[Saved data entries]
┄┄┄┄┄┄┄┄┄┄┄┄┄┄┄┄┄┄┄┄
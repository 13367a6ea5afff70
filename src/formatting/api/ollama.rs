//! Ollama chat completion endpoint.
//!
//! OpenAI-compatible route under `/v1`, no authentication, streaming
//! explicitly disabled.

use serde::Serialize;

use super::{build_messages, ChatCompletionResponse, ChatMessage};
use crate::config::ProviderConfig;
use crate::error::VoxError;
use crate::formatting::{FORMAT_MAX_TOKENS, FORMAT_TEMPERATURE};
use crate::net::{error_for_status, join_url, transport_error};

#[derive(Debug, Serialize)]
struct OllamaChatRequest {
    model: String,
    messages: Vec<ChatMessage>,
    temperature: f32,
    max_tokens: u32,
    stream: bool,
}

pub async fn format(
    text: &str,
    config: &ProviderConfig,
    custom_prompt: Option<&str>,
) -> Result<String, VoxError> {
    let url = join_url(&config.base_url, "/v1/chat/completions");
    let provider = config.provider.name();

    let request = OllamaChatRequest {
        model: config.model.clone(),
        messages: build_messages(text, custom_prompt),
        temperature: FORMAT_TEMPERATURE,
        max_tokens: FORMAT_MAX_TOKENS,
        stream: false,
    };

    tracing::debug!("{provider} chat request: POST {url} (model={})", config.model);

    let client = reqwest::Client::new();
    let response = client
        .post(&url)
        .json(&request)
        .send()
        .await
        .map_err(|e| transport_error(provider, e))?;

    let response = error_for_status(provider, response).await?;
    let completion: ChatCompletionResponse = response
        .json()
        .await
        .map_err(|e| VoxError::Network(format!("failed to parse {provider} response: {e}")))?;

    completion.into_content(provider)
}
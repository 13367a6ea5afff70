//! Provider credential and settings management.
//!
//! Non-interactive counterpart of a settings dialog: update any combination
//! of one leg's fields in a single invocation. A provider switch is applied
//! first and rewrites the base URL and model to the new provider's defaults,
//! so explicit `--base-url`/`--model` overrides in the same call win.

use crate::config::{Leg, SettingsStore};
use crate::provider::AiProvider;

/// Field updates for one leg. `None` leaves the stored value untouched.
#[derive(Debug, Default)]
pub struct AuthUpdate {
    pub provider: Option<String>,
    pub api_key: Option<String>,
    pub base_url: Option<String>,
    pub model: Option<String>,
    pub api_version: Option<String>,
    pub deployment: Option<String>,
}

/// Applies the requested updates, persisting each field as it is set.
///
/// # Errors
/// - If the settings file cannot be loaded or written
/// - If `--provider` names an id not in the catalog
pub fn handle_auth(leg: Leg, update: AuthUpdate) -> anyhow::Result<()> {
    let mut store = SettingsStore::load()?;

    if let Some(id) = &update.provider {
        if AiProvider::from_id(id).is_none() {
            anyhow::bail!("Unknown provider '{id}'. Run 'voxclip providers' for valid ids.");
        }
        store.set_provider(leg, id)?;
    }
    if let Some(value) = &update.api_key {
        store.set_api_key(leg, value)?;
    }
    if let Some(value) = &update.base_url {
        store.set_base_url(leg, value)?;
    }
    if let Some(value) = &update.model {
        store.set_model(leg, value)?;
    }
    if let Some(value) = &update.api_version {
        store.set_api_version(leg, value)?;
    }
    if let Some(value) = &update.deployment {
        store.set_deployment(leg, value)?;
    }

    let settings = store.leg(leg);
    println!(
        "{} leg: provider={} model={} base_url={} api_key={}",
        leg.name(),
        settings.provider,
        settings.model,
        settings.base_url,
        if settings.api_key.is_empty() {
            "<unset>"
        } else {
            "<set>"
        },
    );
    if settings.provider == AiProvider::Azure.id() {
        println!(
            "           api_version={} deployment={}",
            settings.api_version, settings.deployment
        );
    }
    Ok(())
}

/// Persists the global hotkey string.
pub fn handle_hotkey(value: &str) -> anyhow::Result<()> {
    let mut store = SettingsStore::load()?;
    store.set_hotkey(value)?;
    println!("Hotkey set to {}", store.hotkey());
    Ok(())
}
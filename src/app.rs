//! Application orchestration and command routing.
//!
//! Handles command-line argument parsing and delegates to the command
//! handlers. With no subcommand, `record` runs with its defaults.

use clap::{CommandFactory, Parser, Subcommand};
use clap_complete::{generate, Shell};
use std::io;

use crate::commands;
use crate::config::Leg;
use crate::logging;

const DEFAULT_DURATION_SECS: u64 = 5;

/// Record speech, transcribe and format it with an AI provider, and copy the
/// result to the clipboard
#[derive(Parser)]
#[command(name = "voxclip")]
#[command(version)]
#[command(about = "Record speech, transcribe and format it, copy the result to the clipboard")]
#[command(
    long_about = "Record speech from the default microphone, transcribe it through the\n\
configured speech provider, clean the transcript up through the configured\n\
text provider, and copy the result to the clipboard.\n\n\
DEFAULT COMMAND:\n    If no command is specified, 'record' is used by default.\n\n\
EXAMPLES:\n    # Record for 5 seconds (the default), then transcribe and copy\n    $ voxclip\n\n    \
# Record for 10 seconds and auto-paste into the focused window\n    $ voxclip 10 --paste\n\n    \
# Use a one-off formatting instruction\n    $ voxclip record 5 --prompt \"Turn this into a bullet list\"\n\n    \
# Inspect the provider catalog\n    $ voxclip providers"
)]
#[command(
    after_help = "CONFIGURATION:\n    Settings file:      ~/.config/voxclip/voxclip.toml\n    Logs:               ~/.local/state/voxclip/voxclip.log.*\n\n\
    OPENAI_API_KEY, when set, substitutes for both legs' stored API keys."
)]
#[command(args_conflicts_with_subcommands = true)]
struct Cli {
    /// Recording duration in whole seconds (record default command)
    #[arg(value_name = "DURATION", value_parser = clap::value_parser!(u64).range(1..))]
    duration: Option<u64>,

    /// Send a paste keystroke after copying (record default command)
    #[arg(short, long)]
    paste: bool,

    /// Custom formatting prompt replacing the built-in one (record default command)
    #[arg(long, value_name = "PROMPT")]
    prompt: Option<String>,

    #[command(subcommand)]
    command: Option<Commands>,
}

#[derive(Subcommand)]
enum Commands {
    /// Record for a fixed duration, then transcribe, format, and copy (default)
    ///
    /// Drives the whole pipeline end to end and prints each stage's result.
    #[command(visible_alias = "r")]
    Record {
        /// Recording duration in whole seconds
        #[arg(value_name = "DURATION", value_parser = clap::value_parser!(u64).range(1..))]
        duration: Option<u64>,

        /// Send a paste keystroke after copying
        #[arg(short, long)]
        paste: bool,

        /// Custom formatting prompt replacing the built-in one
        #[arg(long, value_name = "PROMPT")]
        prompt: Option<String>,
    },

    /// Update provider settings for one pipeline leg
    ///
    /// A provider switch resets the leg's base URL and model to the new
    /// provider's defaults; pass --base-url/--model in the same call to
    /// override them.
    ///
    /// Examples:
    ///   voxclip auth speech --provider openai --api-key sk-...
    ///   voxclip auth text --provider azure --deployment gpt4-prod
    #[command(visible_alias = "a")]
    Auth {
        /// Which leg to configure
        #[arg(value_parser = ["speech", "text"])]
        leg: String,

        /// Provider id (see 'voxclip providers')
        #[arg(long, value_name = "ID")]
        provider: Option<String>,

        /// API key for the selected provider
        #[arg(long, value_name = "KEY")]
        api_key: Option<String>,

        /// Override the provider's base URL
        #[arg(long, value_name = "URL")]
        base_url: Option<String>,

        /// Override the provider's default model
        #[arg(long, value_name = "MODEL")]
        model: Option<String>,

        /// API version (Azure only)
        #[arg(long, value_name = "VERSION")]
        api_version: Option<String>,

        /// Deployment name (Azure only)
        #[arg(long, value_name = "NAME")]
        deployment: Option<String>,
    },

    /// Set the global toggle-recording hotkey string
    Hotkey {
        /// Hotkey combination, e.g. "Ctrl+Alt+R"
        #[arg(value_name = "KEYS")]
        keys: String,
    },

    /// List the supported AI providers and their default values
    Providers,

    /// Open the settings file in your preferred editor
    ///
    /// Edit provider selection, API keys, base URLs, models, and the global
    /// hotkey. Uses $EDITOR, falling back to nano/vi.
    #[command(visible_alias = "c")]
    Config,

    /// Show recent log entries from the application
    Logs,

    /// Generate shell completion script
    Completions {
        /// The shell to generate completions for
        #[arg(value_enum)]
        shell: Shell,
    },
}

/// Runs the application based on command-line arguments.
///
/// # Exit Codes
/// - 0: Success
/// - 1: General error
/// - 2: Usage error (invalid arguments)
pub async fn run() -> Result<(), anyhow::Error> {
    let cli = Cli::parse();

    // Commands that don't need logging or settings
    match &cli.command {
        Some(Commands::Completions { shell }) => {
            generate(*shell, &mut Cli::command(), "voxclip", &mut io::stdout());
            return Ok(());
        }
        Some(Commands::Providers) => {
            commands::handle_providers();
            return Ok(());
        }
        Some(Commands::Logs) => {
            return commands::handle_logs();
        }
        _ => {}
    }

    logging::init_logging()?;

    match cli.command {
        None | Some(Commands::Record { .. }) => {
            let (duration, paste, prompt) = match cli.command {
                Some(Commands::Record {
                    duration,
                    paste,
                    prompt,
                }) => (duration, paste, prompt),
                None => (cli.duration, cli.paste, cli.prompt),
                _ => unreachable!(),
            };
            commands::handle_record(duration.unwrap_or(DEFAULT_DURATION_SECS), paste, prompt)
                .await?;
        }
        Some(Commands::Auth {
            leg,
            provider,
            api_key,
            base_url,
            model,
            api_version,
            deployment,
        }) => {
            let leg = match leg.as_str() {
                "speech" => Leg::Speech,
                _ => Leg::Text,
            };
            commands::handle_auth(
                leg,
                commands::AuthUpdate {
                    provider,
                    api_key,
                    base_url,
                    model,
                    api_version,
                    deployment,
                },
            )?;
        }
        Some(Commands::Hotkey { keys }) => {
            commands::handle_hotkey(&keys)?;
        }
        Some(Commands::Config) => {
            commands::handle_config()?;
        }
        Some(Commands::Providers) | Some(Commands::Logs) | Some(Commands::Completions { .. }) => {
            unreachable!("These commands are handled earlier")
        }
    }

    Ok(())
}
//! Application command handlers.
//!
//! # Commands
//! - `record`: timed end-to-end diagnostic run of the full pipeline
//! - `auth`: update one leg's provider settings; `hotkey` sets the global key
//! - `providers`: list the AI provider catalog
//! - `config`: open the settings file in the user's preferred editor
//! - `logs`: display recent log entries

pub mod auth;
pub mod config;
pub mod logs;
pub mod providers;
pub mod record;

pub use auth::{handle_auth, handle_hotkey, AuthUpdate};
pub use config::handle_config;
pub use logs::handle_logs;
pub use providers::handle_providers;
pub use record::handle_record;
┄┄┄┄┄┄┄┄┄┄┄┄┄┄┄┄┄┄┄┄
What the task asks:
Of all the lines in the data, count those that contain "match" and give that figure with nothing else.

Task output:
4